Estimating trisection genus via gem theory
Maria Rita Casali, Paola Cristofori
TL;DR
The paper links gem theory with 4-manifold trisections by showing that the regular genus of a gem-based representation provides an upper bound for trisection genus, and by giving a concrete procedure to derive trisection diagrams directly from gems. It generalizes trisection construction to compact 4-manifolds with connected boundary via gem-induced trisections and stabilizations along 4-colored edges, yielding quantitative bounds: $g_T(bar M) \le g_{GT}(M) \le G(M)$ (and related bounds involving boundary Heegaard genus and fundamental-group rank).
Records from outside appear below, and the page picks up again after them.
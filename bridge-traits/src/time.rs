//! Time Abstraction
//!
//! Provides an injectable time source so backoff arithmetic and eligibility
//! checks are deterministic under test.

use chrono::{DateTime, Utc};

/// Time source trait
///
/// Abstracts system time to enable deterministic testing of retry
/// eligibility and backoff scheduling.
///
/// # Example
///
/// ```ignore
/// use bridge_traits::time::Clock;
///
/// fn stamp(clock: &dyn Clock) -> chrono::DateTime<chrono::Utc> {
///     clock.now()
/// }
/// ```
pub trait Clock: Send + Sync {
    /// Get current UTC time
    fn now(&self) -> DateTime<Utc>;

    /// Get current Unix timestamp in seconds
    fn unix_timestamp(&self) -> i64 {
        self.now().timestamp()
    }

    /// Get current Unix timestamp in milliseconds
    fn unix_timestamp_millis(&self) -> i64 {
        self.now().timestamp_millis()
    }
}

/// System clock implementation using actual system time
#[derive(Debug, Clone, Default)]
pub struct SystemClock;

impl Clock for SystemClock {
    fn now(&self) -> DateTime<Utc> {
        Utc::now()
    }
}
//! Manual Clock
//!
//! A clock that only moves when told to, for exercising retry eligibility
//! and backoff arithmetic without real sleeps.

use std::sync::Mutex;

use bridge_traits::time::Clock;
use chrono::{DateTime, Duration, Utc};

/// Clock pinned to an explicit instant, advanced by tests.
pub struct ManualClock {
    now: Mutex<DateTime<Utc>>,
}

impl ManualClock {
    /// Create a clock pinned at `start`.
    pub fn new(start: DateTime<Utc>) -> Self {
        Self {
            now: Mutex::new(start),
        }
    }

    /// Create a clock pinned at the current system time.
    pub fn starting_now() -> Self {
        Self::new(Utc::now())
    }

    /// Move the clock forward.
    pub fn advance(&self, by: Duration) {
        let mut now = self.now.lock().unwrap();
        *now += by;
    }

    /// Move the clock forward by whole milliseconds.
    pub fn advance_millis(&self, millis: i64) {
        self.advance(Duration::milliseconds(millis));
    }

    /// Pin the clock to an exact instant.
    pub fn set(&self, instant: DateTime<Utc>) {
        *self.now.lock().unwrap() = instant;
    }
}

impl Default for ManualClock {
    fn default() -> Self {
        Self::starting_now()
    }
}

impl Clock for ManualClock {
    fn now(&self) -> DateTime<Utc> {
        *self.now.lock().unwrap()
    }
}
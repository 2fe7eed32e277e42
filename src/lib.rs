//! Client-side lifecycle management for a JWT access/refresh token pair.
//!
//! The crate decodes and tracks tokens (never verifying signatures, that is
//! the server's concern), persists them per site through a pluggable storage
//! backend, and runs the session-state machine deciding when to trust,
//! refresh, or discard the pair. Network transport and identity lookup stay
//! behind seams ([`HttpClient`], [`users::UserLoader`]) supplied by the
//! hosting application.

// Export modules
pub mod error;
pub mod http;
pub mod observable;
pub mod providers;
pub mod service;
pub mod storage;
pub mod store;
pub mod token;
pub mod users;

#[cfg(test)]
mod test_support;
#[cfg(test)]
mod tests;

pub use error::AuthError;
pub use http::{HttpClient, HttpResponse, LoginResponse, ReqwestHttpClient};
pub use observable::Observable;
pub use providers::OauthProvider;
pub use service::{AuthenticationService, JwtService, LoginState};
pub use storage::{TokenPersist, TokenStorage};
pub use store::TokenStore;
pub use token::Token;
pub use users::{User, UserLoader};
use anyhow::Result;
use async_trait::async_trait;
use serde::{Deserialize, Serialize};

/// A resolved user identity: the domain and login name the token's subject
/// claim refers to.
#[derive(Debug, Clone, PartialEq, Eq, Serialize, Deserialize)]
pub struct User {
    /// Identity domain, e.g. `BuiltIn`
    pub domain: String,
    /// Login name within the domain
    pub login_name: String,
}

impl User {
    pub fn new(domain: &str, login_name: &str) -> Self {
        Self {
            domain: domain.to_string(),
            login_name: login_name.to_string(),
        }
    }

    /// The anonymous sentinel used while nobody is logged in.
    pub fn visitor() -> Self {
        Self::new("BuiltIn", "Visitor")
    }

    /// Identity string in the `Domain\LoginName` form carried by token
    /// subject claims.
    pub fn identity(&self) -> String {
        format!("{}\\{}", self.domain, self.login_name)
    }

    /// Split a `Domain\LoginName` identity string into its parts.
    pub fn parse_identity(identity: &str) -> Option<(&str, &str)> {
        identity
            .split_once('\\')
            .filter(|(domain, login)| !domain.is_empty() && !login.is_empty())
    }
}

/// Identity-lookup collaborator: resolves full user records matching a
/// domain and login name. The service takes the first match.
#[async_trait]
pub trait UserLoader: Send + Sync {
    async fn load(&self, domain: &str, login_name: &str) -> Result<Vec<User>>;
}
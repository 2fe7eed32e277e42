use std::sync::atomic::{AtomicBool, Ordering};
use std::sync::Arc;

use async_trait::async_trait;
use tracing::{debug, info, warn};

use crate::error::AuthError;
use crate::http::{
    endpoint_url, login_headers, refresh_headers, token_type_headers, HttpClient, LoginResponse,
    LOGIN_PATH, LOGOUT_PATH, REFRESH_PATH,
};
use crate::observable::Observable;
use crate::providers::{OauthProvider, ProviderRegistry};
use crate::storage::TokenPersist;
use crate::store::TokenStore;
use crate::token::Token;
use crate::users::{User, UserLoader};

/// Authentication state of the session.
#[derive(Debug, Clone, Copy, PartialEq, Eq)]
pub enum LoginState {
    /// Initial state, and re-entered while a login or refresh is in flight
    Pending,
    /// The access token is currently valid
    Authenticated,
    /// No usable token pair
    Unauthenticated,
}

/// Contract the service exposes to its hosting context. The host holds one
/// coordinator reference explicitly; there is no ambient registration.
#[async_trait]
pub trait AuthenticationService: Send + Sync {
    /// Probe whether the session is still authenticated, refreshing the
    /// access token when possible. True iff a refresh round-trip was made.
    async fn check_for_update(&self) -> bool;
    /// Authenticate with credentials. True on success.
    async fn login(&self, username: &str, password: &str) -> bool;
    /// End the session locally and best-effort notify the server. Always
    /// true.
    async fn logout(&self) -> bool;
    /// Current authentication state.
    fn state(&self) -> LoginState;
    /// Currently resolved user, `User::visitor()` while unauthenticated.
    fn current_user(&self) -> User;
}

/// Session-state coordinator over a JWT pair.
///
/// Owns the token store and the observable state/user values, and drives
/// every lifecycle transition: login, logout, refresh, and the periodic
/// validity probe. Expected failures resolve to `false`, never to an error.
///
/// Overlapping `check_for_update` calls are not deduplicated: two flows may
/// both observe a stale access token and both issue refresh requests. Each
/// call is independently consistent; callers wanting a single round-trip
/// must serialize.
pub struct JwtService {
    site: String,
    http: Arc<dyn HttpClient>,
    user_loader: Arc<dyn UserLoader>,
    store: TokenStore,
    state: Observable<LoginState>,
    current_user: Observable<User>,
    providers: ProviderRegistry,
    disposed: AtomicBool,
}

impl JwtService {
    /// Create a service for `site`, restoring any persisted tokens. Call
    /// [`JwtService::initialize`] afterwards to run the initial validity
    /// check.
    pub fn new(
        site: &str,
        http: Arc<dyn HttpClient>,
        user_loader: Arc<dyn UserLoader>,
        persist: TokenPersist,
    ) -> Self {
        let store = TokenStore::new(site, persist);
        Self::with_store(site, http, user_loader, store)
    }

    /// Create a service over an explicit token store.
    pub fn with_store(
        site: &str,
        http: Arc<dyn HttpClient>,
        user_loader: Arc<dyn UserLoader>,
        store: TokenStore,
    ) -> Self {
        Self {
            site: site.to_string(),
            http,
            user_loader,
            store,
            state: Observable::new(LoginState::Pending),
            current_user: Observable::new(User::visitor()),
            providers: ProviderRegistry::new(),
            disposed: AtomicBool::new(false),
        }
    }

    /// Run the initial validity check. Returns the `check_for_update`
    /// result.
    pub async fn initialize(&self) -> bool {
        info!(site = %self.site, "Initializing jwt service");
        self.check_for_update().await
    }

    /// The token store backing this service.
    pub fn token_store(&self) -> &TokenStore {
        &self.store
    }

    /// Observable authentication state; single-writer, notified after the
    /// corresponding token change is persisted.
    pub fn state_observable(&self) -> &Observable<LoginState> {
        &self.state
    }

    /// Observable current user.
    pub fn user_observable(&self) -> &Observable<User> {
        &self.current_user
    }

    /// Register an external oauth provider. Fails on a duplicate kind or
    /// after dispose.
    pub fn register_oauth_provider(
        &self,
        provider: Arc<dyn OauthProvider>,
    ) -> Result<(), AuthError> {
        if self.disposed.load(Ordering::SeqCst) {
            return Err(AuthError::Disposed);
        }
        self.providers.register(provider)
    }

    /// Look up a registered provider by kind tag.
    pub fn oauth_provider(&self, kind: &str) -> Option<Arc<dyn OauthProvider>> {
        self.providers.get(kind)
    }

    /// Probe the session state, refreshing when the access token lapsed but
    /// the refresh token is still usable. True iff a refresh round-trip was
    /// attempted.
    pub async fn check_for_update(&self) -> bool {
        if self.store.access_token().is_valid() {
            self.set_state(LoginState::Authenticated).await;
            return false;
        }
        let refresh = self.store.refresh_token();
        if !refresh.is_valid() {
            self.set_state(LoginState::Unauthenticated).await;
            return false;
        }
        self.set_state(LoginState::Pending).await;
        refresh.await_not_before().await;
        self.exec_token_refresh(&refresh).await
    }

    /// One refresh round-trip, no retries. Always reports "attempted".
    async fn exec_token_refresh(&self, refresh: &Token) -> bool {
        let url = endpoint_url(&self.site, REFRESH_PATH);
        debug!(site = %self.site, "Refreshing access token");

        let outcome = self
            .http
            .post(&url, Some(refresh_headers(&refresh.to_string())), None)
            .await;

        match outcome {
            Ok(response) if response.is_success() => {
                match response.json::<LoginResponse>() {
                    Ok(body) => {
                        let access = Token::from_head_and_payload(&body.access)
                            .unwrap_or_else(|e| {
                                debug!(error = %e, "Refresh returned a malformed access token");
                                Token::empty()
                            });
                        let valid = access.is_valid();
                        self.store.set_access_token(access);
                        if valid {
                            self.set_state(LoginState::Authenticated).await;
                        } else {
                            self.set_state(LoginState::Unauthenticated).await;
                        }
                    }
                    Err(e) => {
                        warn!(error = %e, "Refresh response body was not decodable");
                        self.store.set_access_token(Token::empty());
                        self.set_state(LoginState::Unauthenticated).await;
                    }
                }
            }
            Ok(response) => {
                debug!(status = response.status, "Refresh rejected by server");
                self.store.set_access_token(Token::empty());
                self.set_state(LoginState::Unauthenticated).await;
            }
            Err(e) => {
                warn!(error = %e, "Refresh request failed");
                self.store.set_access_token(Token::empty());
                self.set_state(LoginState::Unauthenticated).await;
            }
        }
        true
    }

    /// Authenticate with credentials against the login endpoint. The
    /// credential pair travels only in the request header and is never
    /// logged.
    pub async fn login(&self, username: &str, password: &str) -> bool {
        self.set_state(LoginState::Pending).await;
        let url = endpoint_url(&self.site, LOGIN_PATH);

        let outcome = self
            .http
            .post(&url, Some(login_headers(username, password)), None)
            .await;

        match outcome {
            Ok(response) if response.is_success() => match response.json::<LoginResponse>() {
                Ok(body) => self.handle_authentication_response(&body).await,
                Err(e) => {
                    warn!(error = %e, "Login response body was not decodable");
                    self.set_state(LoginState::Unauthenticated).await;
                    false
                }
            },
            Ok(response) => {
                debug!(status = response.status, "Login rejected by server");
                self.set_state(LoginState::Unauthenticated).await;
                false
            }
            Err(e) => {
                warn!(error = %e, "Login request failed");
                self.set_state(LoginState::Unauthenticated).await;
                false
            }
        }
    }

    /// Install a token pair received from the wire (login response, or a
    /// provider's out-of-band result). True iff the new access token is
    /// valid.
    pub async fn handle_authentication_response(&self, response: &LoginResponse) -> bool {
        let access = Token::from_head_and_payload(&response.access).unwrap_or_else(|e| {
            debug!(error = %e, "Received a malformed access token");
            Token::empty()
        });
        let refresh = Token::from_head_and_payload(&response.refresh).unwrap_or_else(|e| {
            debug!(error = %e, "Received a malformed refresh token");
            Token::empty()
        });

        let valid = access.is_valid();
        self.store.set_access_token(access);
        self.store.set_refresh_token(refresh);

        if valid {
            self.set_state(LoginState::Authenticated).await;
        } else {
            self.set_state(LoginState::Unauthenticated).await;
        }
        valid
    }

    /// End the session: clear both tokens, flip to unauthenticated, then
    /// best-effort notify the logout endpoint. Logout never fails locally.
    pub async fn logout(&self) -> bool {
        self.set_state(LoginState::Unauthenticated).await;

        let url = endpoint_url(&self.site, LOGOUT_PATH);
        if let Err(e) = self.http.post(&url, Some(token_type_headers()), None).await {
            debug!(error = %e, "Logout notification failed, session is already closed locally");
        }
        true
    }

    /// Release the observables and dispose every registered provider. Safe
    /// to call once; later lifecycle calls are undefined except
    /// [`JwtService::register_oauth_provider`], which reports
    /// [`AuthError::Disposed`].
    pub fn dispose(&self) {
        if self.disposed.swap(true, Ordering::SeqCst) {
            return;
        }
        debug!(site = %self.site, "Disposing jwt service");
        self.state.dispose();
        self.current_user.dispose();
        self.providers.dispose_all();
    }

    /// Commit a state transition: entering `Unauthenticated` clears both
    /// tokens first, so the persisted store is consistent before observers
    /// are notified; the current user is then re-derived.
    async fn set_state(&self, next: LoginState) {
        if next == LoginState::Unauthenticated {
            self.store.clear();
        }
        self.state.set_value(next);
        self.update_user(next).await;
    }

    /// Re-derive the current user from the new state. Unauthenticated
    /// resets to the visitor; Authenticated resolves the token's subject
    /// through the identity-lookup collaborator unless it is unchanged;
    /// Pending leaves the user untouched.
    async fn update_user(&self, state: LoginState) {
        match state {
            LoginState::Unauthenticated => self.current_user.set_value(User::visitor()),
            LoginState::Authenticated => {
                let username = self.store.access_token().username().to_string();
                if username == self.current_user.get().identity() {
                    return;
                }
                let Some((domain, login_name)) = User::parse_identity(&username) else {
                    warn!("Access token carries an unparsable subject identity");
                    return;
                };
                match self.user_loader.load(domain, login_name).await {
                    Ok(users) => match users.into_iter().next() {
                        Some(user) => self.current_user.set_value(user),
                        None => warn!(
                            domain = domain,
                            login_name = login_name,
                            "Identity lookup returned no match"
                        ),
                    },
                    Err(e) => warn!(error = %e, "Identity lookup failed"),
                }
            }
            LoginState::Pending => {}
        }
    }
}

#[async_trait]
impl AuthenticationService for JwtService {
    async fn check_for_update(&self) -> bool {
        JwtService::check_for_update(self).await
    }

    async fn login(&self, username: &str, password: &str) -> bool {
        JwtService::login(self, username, password).await
    }

    async fn logout(&self) -> bool {
        JwtService::logout(self).await
    }

    fn state(&self) -> LoginState {
        self.state.get()
    }

    fn current_user(&self) -> User {
        self.current_user.get()
    }
}
//! Unit tests for the session-state machine.
//!
//! Token, store, storage, and observable behavior is covered next to the
//! modules themselves; these tests exercise the `JwtService` lifecycle
//! against a mocked transport and identity lookup.
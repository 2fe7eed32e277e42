use thiserror::Error;

/// Error taxonomy for the authentication client.
///
/// Expected failure modes of the lifecycle operations (bad credentials,
/// expired session, unreachable endpoint) never surface here; those resolve
/// to a boolean result on the service. This type covers malformed wire data
/// and programmer errors.
#[derive(Debug, Error)]
pub enum AuthError {
    /// An encoded token string could not be decoded into claims
    #[error("malformed token: {0}")]
    MalformedToken(String),

    /// Persistent storage backend failure detail
    #[error("token storage error: {0}")]
    Storage(String),

    /// A provider of this kind is already registered
    #[error("an oauth provider of kind '{kind}' is already registered")]
    DuplicateProvider { kind: String },

    /// The service has been disposed and no longer accepts calls
    #[error("authentication service has been disposed")]
    Disposed,
}
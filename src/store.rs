use std::sync::{Mutex, MutexGuard};

use tracing::{debug, warn};

use crate::storage::{storage_for, TokenPersist, TokenStorage};
use crate::token::Token;

/// Default key template; `{0}` is the site identifier, `{1}` the token name.
pub const DEFAULT_KEY_TEMPLATE: &str = "sn-{0}-{1}";

const ACCESS_TOKEN_NAME: &str = "access";
const REFRESH_TOKEN_NAME: &str = "refresh";

/// Holds the live access/refresh token pair for one site and mirrors every
/// change into the selected storage backend.
///
/// Each slot always holds a parsed `Token` or the empty sentinel, never an
/// absent value. Setting a slot persists synchronously, so a state-change
/// notification fired after a set always observes the committed value.
pub struct TokenStore {
    site: String,
    key_template: String,
    storage: Box<dyn TokenStorage>,
    access: Mutex<Token>,
    refresh: Mutex<Token>,
}

impl TokenStore {
    /// Create a store for `site`, selecting the backend from `persist`, and
    /// restore both tokens from storage.
    pub fn new(site: &str, persist: TokenPersist) -> Self {
        let store_path =
            std::env::temp_dir().join(format!("sn-tokens-{}.json", sanitize_site(site)));
        Self::with_storage(site, DEFAULT_KEY_TEMPLATE, storage_for(persist, store_path))
    }

    /// Create a store over an explicit backend and key template.
    pub fn with_storage(
        site: &str,
        key_template: &str,
        storage: Box<dyn TokenStorage>,
    ) -> Self {
        let store = Self {
            site: site.to_string(),
            key_template: key_template.to_string(),
            storage,
            access: Mutex::new(Token::empty()),
            refresh: Mutex::new(Token::empty()),
        };
        *store.lock(&store.access) = store.restore(ACCESS_TOKEN_NAME);
        *store.lock(&store.refresh) = store.restore(REFRESH_TOKEN_NAME);
        store
    }

    /// The last known access token.
    pub fn access_token(&self) -> Token {
        self.lock(&self.access).clone()
    }

    /// The last known refresh token.
    pub fn refresh_token(&self) -> Token {
        self.lock(&self.refresh).clone()
    }

    /// Replace the access token and persist it.
    pub fn set_access_token(&self, token: Token) {
        self.persist(ACCESS_TOKEN_NAME, &token);
        *self.lock(&self.access) = token;
    }

    /// Replace the refresh token and persist it.
    pub fn set_refresh_token(&self, token: Token) {
        self.persist(REFRESH_TOKEN_NAME, &token);
        *self.lock(&self.refresh) = token;
    }

    /// Clear both slots to the empty sentinel, persisting the removal.
    pub fn clear(&self) {
        self.set_access_token(Token::empty());
        self.set_refresh_token(Token::empty());
    }

    fn storage_key(&self, token_name: &str) -> String {
        self.key_template
            .replace("{0}", sanitize_site(&self.site).as_str())
            .replace("{1}", token_name)
    }

    fn restore(&self, token_name: &str) -> Token {
        let key = self.storage_key(token_name);
        let stored = match self.storage.get(&key) {
            Ok(value) => value,
            Err(e) => {
                warn!(key = %key, error = %e, "Token restore failed, using empty token");
                return Token::empty();
            }
        };
        match stored.filter(|raw| !raw.is_empty()) {
            Some(raw) => Token::from_head_and_payload(&raw).unwrap_or_else(|e| {
                debug!(key = %key, error = %e, "Stored token is corrupt, using empty token");
                Token::empty()
            }),
            None => Token::empty(),
        }
    }

    fn persist(&self, token_name: &str, token: &Token) {
        let key = self.storage_key(token_name);
        let result = if token.is_empty() {
            // An explicit removal, never a stale value left behind
            self.storage.remove(&key)
        } else {
            self.storage
                .set(&key, &token.to_string(), Some(token.expires_in_secs()))
        };
        if let Err(e) = result {
            warn!(key = %key, error = %e, "Token persistence failed, value kept in memory");
        }
    }

    fn lock<'a>(&self, slot: &'a Mutex<Token>) -> MutexGuard<'a, Token> {
        slot.lock().unwrap_or_else(|e| e.into_inner())
    }
}

/// Reduce a site URL to a storage-key-friendly identifier.
fn sanitize_site(site: &str) -> String {
    site.trim_start_matches("https://")
        .trim_start_matches("http://")
        .trim_end_matches('/')
        .replace(['/', ':'], "-")
}

#[cfg(test)]
mod tests {
    use super::*;
    use crate::error::AuthError;
    use crate::storage::SessionStorage;
    use crate::test_support::encode_token;
    use std::sync::Arc;

    /// Backend shared between two store instances, standing in for storage
    /// that outlives the in-memory object.
    struct SharedStorage(Arc<SessionStorage>);

    impl TokenStorage for SharedStorage {
        fn get(&self, key: &str) -> Result<Option<String>, AuthError> {
            self.0.get(key)
        }
        fn set(&self, key: &str, value: &str, ttl_hint: Option<i64>) -> Result<(), AuthError> {
            self.0.set(key, value, ttl_hint)
        }
        fn remove(&self, key: &str) -> Result<(), AuthError> {
            self.0.remove(key)
        }
    }

    fn store_pair() -> (Arc<SessionStorage>, TokenStore) {
        let backend = Arc::new(SessionStorage::new());
        let store = TokenStore::with_storage(
            "https://demo.example.com",
            DEFAULT_KEY_TEMPLATE,
            Box::new(SharedStorage(Arc::clone(&backend))),
        );
        (backend, store)
    }

    #[test]
    fn test_new_store_holds_empty_sentinels() {
        let (_, store) = store_pair();
        assert!(store.access_token().is_empty());
        assert!(store.refresh_token().is_empty());
    }

    #[test]
    fn test_set_persists_under_site_key() {
        let (backend, store) = store_pair();
        let encoded = encode_token("BuiltIn\\Admin", -10, -10, 600);
        store.set_access_token(Token::from_head_and_payload(&encoded).unwrap());

        assert_eq!(
            backend.get("sn-demo.example.com-access").unwrap().as_deref(),
            Some(encoded.as_str())
        );
    }

    #[test]
    fn test_setting_empty_removes_persisted_value() {
        let (backend, store) = store_pair();
        let encoded = encode_token("BuiltIn\\Admin", -10, -10, 600);
        store.set_refresh_token(Token::from_head_and_payload(&encoded).unwrap());
        assert!(backend.get("sn-demo.example.com-refresh").unwrap().is_some());

        store.set_refresh_token(Token::empty());
        assert_eq!(backend.get("sn-demo.example.com-refresh").unwrap(), None);
    }

    #[test]
    fn test_restores_tokens_on_construction() {
        let backend = Arc::new(SessionStorage::new());
        let encoded = encode_token("BuiltIn\\Admin", -10, -10, 600);
        {
            let store = TokenStore::with_storage(
                "https://demo.example.com",
                DEFAULT_KEY_TEMPLATE,
                Box::new(SharedStorage(Arc::clone(&backend))),
            );
            store.set_access_token(Token::from_head_and_payload(&encoded).unwrap());
        }

        let restored = TokenStore::with_storage(
            "https://demo.example.com",
            DEFAULT_KEY_TEMPLATE,
            Box::new(SharedStorage(Arc::clone(&backend))),
        );
        assert_eq!(restored.access_token().to_string(), encoded);
        assert!(restored.refresh_token().is_empty());
    }

    #[test]
    fn test_corrupt_stored_token_restores_as_empty() {
        let backend = Arc::new(SessionStorage::new());
        backend
            .set("sn-demo.example.com-access", "definitely-not-a-token", None)
            .unwrap();

        let store = TokenStore::with_storage(
            "https://demo.example.com",
            DEFAULT_KEY_TEMPLATE,
            Box::new(SharedStorage(backend)),
        );
        assert!(store.access_token().is_empty());
    }

    #[test]
    fn test_clear_empties_both_slots() {
        let (backend, store) = store_pair();
        let encoded = encode_token("BuiltIn\\Admin", -10, -10, 600);
        store.set_access_token(Token::from_head_and_payload(&encoded).unwrap());
        store.set_refresh_token(Token::from_head_and_payload(&encoded).unwrap());

        store.clear();
        assert!(store.access_token().is_empty());
        assert!(store.refresh_token().is_empty());
        assert_eq!(backend.get("sn-demo.example.com-access").unwrap(), None);
        assert_eq!(backend.get("sn-demo.example.com-refresh").unwrap(), None);
    }
}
It also provides explicit recipes to obtain trisection diagrams, and G-trisection diagrams for simply-connected cases, directly from a given gem. These results integrate combinatorial gem theory with 4-manifold topology, enabling more efficient estimations of trisection genus and direct diagrammatic representations from colored graphs.
Abstract
Gems are a particular type of edge-colored graphs, dual to colored triangulations, which represent compact PL-manifolds of arbitrary dimension, both in the closed and boundary case. In the present paper, gem theory is used to approach trisections of PL 4-manifolds, so as to prove that: - the graph-defined invariant regular genus is an upper bound for the trisection genus of each closed 4-manifold; - a trisection diagram can be directly obtained from any gem of a closed 4-manifold. Moreover, suitable extensions of the above results are presented for compact 4-manifolds with connected boundary.